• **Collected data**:
= Beginning of Section =
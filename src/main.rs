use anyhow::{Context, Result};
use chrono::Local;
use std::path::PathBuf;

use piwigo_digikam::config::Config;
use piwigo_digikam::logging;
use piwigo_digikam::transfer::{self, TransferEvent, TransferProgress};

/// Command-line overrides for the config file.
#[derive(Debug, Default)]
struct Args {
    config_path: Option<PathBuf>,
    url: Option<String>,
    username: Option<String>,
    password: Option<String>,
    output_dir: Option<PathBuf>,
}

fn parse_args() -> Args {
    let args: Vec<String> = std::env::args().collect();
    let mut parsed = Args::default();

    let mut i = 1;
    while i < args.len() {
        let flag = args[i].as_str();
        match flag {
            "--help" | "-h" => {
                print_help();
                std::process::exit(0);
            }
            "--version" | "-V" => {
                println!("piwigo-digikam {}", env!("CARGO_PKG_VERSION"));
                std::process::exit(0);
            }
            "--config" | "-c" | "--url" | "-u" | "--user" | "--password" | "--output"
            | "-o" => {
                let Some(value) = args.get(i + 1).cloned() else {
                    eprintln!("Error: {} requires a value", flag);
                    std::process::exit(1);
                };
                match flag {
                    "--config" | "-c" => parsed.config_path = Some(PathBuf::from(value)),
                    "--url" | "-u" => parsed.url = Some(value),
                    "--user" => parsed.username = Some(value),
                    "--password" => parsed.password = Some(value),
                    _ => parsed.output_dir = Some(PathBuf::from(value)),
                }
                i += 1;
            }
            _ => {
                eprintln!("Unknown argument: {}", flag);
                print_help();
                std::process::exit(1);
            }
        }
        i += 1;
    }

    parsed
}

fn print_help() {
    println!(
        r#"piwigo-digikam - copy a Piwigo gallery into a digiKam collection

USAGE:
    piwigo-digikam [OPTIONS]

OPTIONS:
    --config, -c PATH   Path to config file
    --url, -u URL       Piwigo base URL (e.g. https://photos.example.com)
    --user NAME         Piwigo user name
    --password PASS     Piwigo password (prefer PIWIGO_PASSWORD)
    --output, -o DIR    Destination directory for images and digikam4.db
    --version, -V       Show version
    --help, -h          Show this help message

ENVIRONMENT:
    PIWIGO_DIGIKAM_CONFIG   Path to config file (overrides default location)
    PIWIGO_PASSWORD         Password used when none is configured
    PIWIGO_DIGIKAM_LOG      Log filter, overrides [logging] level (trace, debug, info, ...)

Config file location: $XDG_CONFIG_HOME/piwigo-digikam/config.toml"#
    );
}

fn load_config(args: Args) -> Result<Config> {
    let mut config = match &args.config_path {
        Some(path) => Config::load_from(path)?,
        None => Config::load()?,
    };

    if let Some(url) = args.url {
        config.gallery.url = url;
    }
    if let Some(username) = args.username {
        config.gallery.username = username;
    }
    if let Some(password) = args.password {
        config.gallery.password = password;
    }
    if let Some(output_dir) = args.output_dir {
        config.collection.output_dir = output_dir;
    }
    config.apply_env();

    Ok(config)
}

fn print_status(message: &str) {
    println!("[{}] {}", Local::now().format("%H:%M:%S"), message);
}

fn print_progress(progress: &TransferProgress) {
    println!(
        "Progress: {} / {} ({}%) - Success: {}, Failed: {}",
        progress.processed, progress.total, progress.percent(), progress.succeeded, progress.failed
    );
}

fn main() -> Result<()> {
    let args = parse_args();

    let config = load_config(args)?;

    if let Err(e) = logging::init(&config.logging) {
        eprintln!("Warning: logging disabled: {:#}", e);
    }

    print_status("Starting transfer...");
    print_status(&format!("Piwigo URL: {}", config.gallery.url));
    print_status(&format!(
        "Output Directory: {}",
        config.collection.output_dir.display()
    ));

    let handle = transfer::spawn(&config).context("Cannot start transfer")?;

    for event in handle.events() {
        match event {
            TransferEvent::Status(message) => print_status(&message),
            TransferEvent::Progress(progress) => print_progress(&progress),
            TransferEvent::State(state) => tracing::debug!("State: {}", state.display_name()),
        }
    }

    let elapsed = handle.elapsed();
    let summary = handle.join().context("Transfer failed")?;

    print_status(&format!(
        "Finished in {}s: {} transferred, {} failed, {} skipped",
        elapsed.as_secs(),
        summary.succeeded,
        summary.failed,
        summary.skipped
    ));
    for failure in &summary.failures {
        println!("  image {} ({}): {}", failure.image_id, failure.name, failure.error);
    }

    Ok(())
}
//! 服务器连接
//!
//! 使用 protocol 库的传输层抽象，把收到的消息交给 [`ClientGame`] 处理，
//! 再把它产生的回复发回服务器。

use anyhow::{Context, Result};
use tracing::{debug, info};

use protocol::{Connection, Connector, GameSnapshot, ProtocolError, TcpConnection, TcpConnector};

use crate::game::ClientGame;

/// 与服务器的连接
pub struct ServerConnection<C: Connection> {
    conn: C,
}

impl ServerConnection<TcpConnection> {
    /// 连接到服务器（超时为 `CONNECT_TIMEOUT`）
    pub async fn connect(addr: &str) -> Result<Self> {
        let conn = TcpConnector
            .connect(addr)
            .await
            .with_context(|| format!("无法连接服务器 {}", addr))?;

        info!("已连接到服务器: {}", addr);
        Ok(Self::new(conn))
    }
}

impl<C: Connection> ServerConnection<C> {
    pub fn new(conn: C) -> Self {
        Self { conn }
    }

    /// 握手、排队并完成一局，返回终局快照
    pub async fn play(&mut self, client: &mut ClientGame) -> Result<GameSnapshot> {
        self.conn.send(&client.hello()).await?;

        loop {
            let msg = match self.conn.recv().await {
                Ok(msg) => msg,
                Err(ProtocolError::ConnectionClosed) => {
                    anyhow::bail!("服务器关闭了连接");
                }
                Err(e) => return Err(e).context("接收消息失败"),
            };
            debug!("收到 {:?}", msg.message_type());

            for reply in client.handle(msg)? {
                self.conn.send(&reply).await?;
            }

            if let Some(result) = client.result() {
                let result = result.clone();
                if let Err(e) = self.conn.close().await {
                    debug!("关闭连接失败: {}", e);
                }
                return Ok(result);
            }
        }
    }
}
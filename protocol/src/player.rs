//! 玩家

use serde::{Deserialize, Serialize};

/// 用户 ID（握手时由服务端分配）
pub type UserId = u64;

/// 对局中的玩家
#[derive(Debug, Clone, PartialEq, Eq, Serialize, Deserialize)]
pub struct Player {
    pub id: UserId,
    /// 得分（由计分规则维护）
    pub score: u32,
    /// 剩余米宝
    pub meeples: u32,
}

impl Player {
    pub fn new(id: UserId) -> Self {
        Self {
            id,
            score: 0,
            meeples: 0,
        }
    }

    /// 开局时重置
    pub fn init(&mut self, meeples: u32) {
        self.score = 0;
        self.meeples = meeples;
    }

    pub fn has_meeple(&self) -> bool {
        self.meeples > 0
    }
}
= End of Section =
• **Your objective**:
All of the data above is to be given again, word for word.

• **Response area**:
filename src/main.rs
use anyhow::{Context, Result};
use chrono::Local;
use std::path::PathBuf;

use piwigo_digikam::config::Config;
use piwigo_digikam::logging;
use piwigo_digikam::transfer::{self, TransferEvent, TransferProgress};

/// Command-line overrides for the config file.
#[derive(Debug, Default)]
struct Args {
    config_path: Option<PathBuf>,
    url: Option<String>,
    username: Option<String>,
    password: Option<String>,
    output_dir: Option<PathBuf>,
}

fn parse_args() -> Args {
    let args: Vec<String> = std::env::args().collect();
    let mut parsed = Args::default();

    let mut i = 1;
    while i < args.len() {
        let flag = args[i].as_str();
        match flag {
            "--help" | "-h" => {
                print_help();
                std::process::exit(0);
            }
            "--version" | "-V" => {
                println!("piwigo-digikam {}", env!("CARGO_PKG_VERSION"));
                std::process::exit(0);
            }
            "--config" | "-c" | "--url" | "-u" | "--user" | "--password" | "--output"
            | "-o" => {
                let Some(value) = args.get(i + 1).cloned() else {
                    eprintln!("Error: {} requires a value", flag);
                    std::process::exit(1);
                };
                match flag {
                    "--config" | "-c" => parsed.config_path = Some(PathBuf::from(value)),
                    "--url" | "-u" => parsed.url = Some(value),
                    "--user" => parsed.username = Some(value),
                    "--password" => parsed.password = Some(value),
                    _ => parsed.output_dir = Some(PathBuf::from(value)),
                }
                i += 1;
            }
            _ => {
                eprintln!("Unknown argument: {}", flag);
                print_help();
                std::process::exit(1);
            }
        }
        i += 1;
    }

    parsed
}

fn print_help() {
    println!(
        r#"piwigo-digikam - copy a Piwigo gallery into a digiKam collection

USAGE:
    piwigo-digikam [OPTIONS]

OPTIONS:
    --config, -c PATH   Path to config file
    --url, -u URL       Piwigo base URL (e.g. https://photos.example.com)
    --user NAME         Piwigo user name
    --password PASS     Piwigo password (prefer PIWIGO_PASSWORD)
    --output, -o DIR    Destination directory for images and digikam4.db
    --version, -V       Show version
    --help, -h          Show this help message

ENVIRONMENT:
    PIWIGO_DIGIKAM_CONFIG   Path to config file (overrides default location)
    PIWIGO_PASSWORD         Password used when none is configured
    PIWIGO_DIGIKAM_LOG      Log filter, overrides [logging] level (trace, debug, info, ...)

Config file location: $XDG_CONFIG_HOME/piwigo-digikam/config.toml"#
    );
}

fn load_config(args: Args) -> Result<Config> {
    let mut config = match &args.config_path {
        Some(path) => Config::load_from(path)?,
        None => Config::load()?,
    };

    if let Some(url) = args.url {
        config.gallery.url = url;
    }
    if let Some(username) = args.username {
        config.gallery.username = username;
    }
    if let Some(password) = args.password {
        config.gallery.password = password;
    }
    if let Some(output_dir) = args.output_dir {
        config.collection.output_dir = output_dir;
    }
    config.apply_env();

    Ok(config)
}

fn print_status(message: &str) {
    println!("[{}] {}", Local::now().format("%H:%M:%S"), message);
}

fn print_progress(progress: &TransferProgress) {
    println!(
        "Progress: {} / {} ({}%) - Success: {}, Failed: {}",
        progress.processed, progress.total, progress.percent(), progress.succeeded, progress.failed
    );
}

fn main() -> Result<()> {
    let args = parse_args();

    let config = load_config(args)?;

    if let Err(e) = logging::init(&config.logging) {
        eprintln!("Warning: logging disabled: {:#}", e);
    }

    print_status("Starting transfer...");
    print_status(&format!("Piwigo URL: {}", config.gallery.url));
    print_status(&format!(
        "Output Directory: {}",
        config.collection.output_dir.display()
    ));

    let handle = transfer::spawn(&config).context("Cannot start transfer")?;

    for event in handle.events() {
        match event {
            TransferEvent::Status(message) => print_status(&message),
            TransferEvent::Progress(progress) => print_progress(&progress),
            TransferEvent::State(state) => tracing::debug!("State: {}", state.display_name()),
        }
    }

    let elapsed = handle.elapsed();
    let summary = handle.join().context("Transfer failed")?;

    print_status(&format!(
        "Finished in {}s: {} transferred, {} failed, {} skipped",
        elapsed.as_secs(),
        summary.succeeded,
        summary.failed,
        summary.skipped
    ));
    for failure in &summary.failures {
        println!("  image {} ({}): {}", failure.image_id, failure.name, failure.error);
    }

    Ok(())
}
//! 服务器连接
//!
//! 使用 protocol 库的传输层抽象，把收到的消息交给 [`ClientGame`] 处理，
//! 再把它产生的回复发回服务器。

use anyhow::{Context, Result};
use tracing::{debug, info};

use protocol::{Connection, Connector, GameSnapshot, ProtocolError, TcpConnection, TcpConnector};

use crate::game::ClientGame;

/// 与服务器的连接
pub struct ServerConnection<C: Connection> {
    conn: C,
}

impl ServerConnection<TcpConnection> {
    /// 连接到服务器（超时为 `CONNECT_TIMEOUT`）
    pub async fn connect(addr: &str) -> Result<Self> {
        let conn = TcpConnector
            .connect(addr)
            .await
            .with_context(|| format!("无法连接服务器 {}", addr))?;

        info!("已连接到服务器: {}", addr);
        Ok(Self::new(conn))
    }
}

impl<C: Connection> ServerConnection<C> {
    pub fn new(conn: C) -> Self {
        Self { conn }
    }

    /// 握手、排队并完成一局，返回终局快照
    pub async fn play(&mut self, client: &mut ClientGame) -> Result<GameSnapshot> {
        self.conn.send(&client.hello()).await?;

        loop {
            let msg = match self.conn.recv().await {
                Ok(msg) => msg,
                Err(ProtocolError::ConnectionClosed) => {
                    anyhow::bail!("服务器关闭了连接");
                }
                Err(e) => return Err(e).context("接收消息失败"),
            };
            debug!("收到 {:?}", msg.message_type());

            for reply in client.handle(msg)? {
                self.conn.send(&reply).await?;
            }

            if let Some(result) = client.result() {
                let result = result.clone();
                if let Err(e) = self.conn.close().await {
                    debug!("关闭连接失败: {}", e);
                }
                return Ok(result);
            }
        }
    }
}
filename protocol/src/player.rs
//! 玩家

use serde::{Deserialize, Serialize};

/// 用户 ID（握手时由服务端分配）
pub type UserId = u64;

/// 对局中的玩家
#[derive(Debug, Clone, PartialEq, Eq, Serialize, Deserialize)]
pub struct Player {
    pub id: UserId,
    /// 得分（由计分规则维护）
    pub score: u32,
    /// 剩余米宝
    pub meeples: u32,
}

impl Player {
    pub fn new(id: UserId) -> Self {
        Self {
            id,
            score: 0,
            meeples: 0,
        }
    }

    /// 开局时重置
    pub fn init(&mut self, meeples: u32) {
        self.score = 0;
        self.meeples = meeples;
    }

    pub fn has_meeple(&self) -> bool {
        self.meeples > 0
    }
}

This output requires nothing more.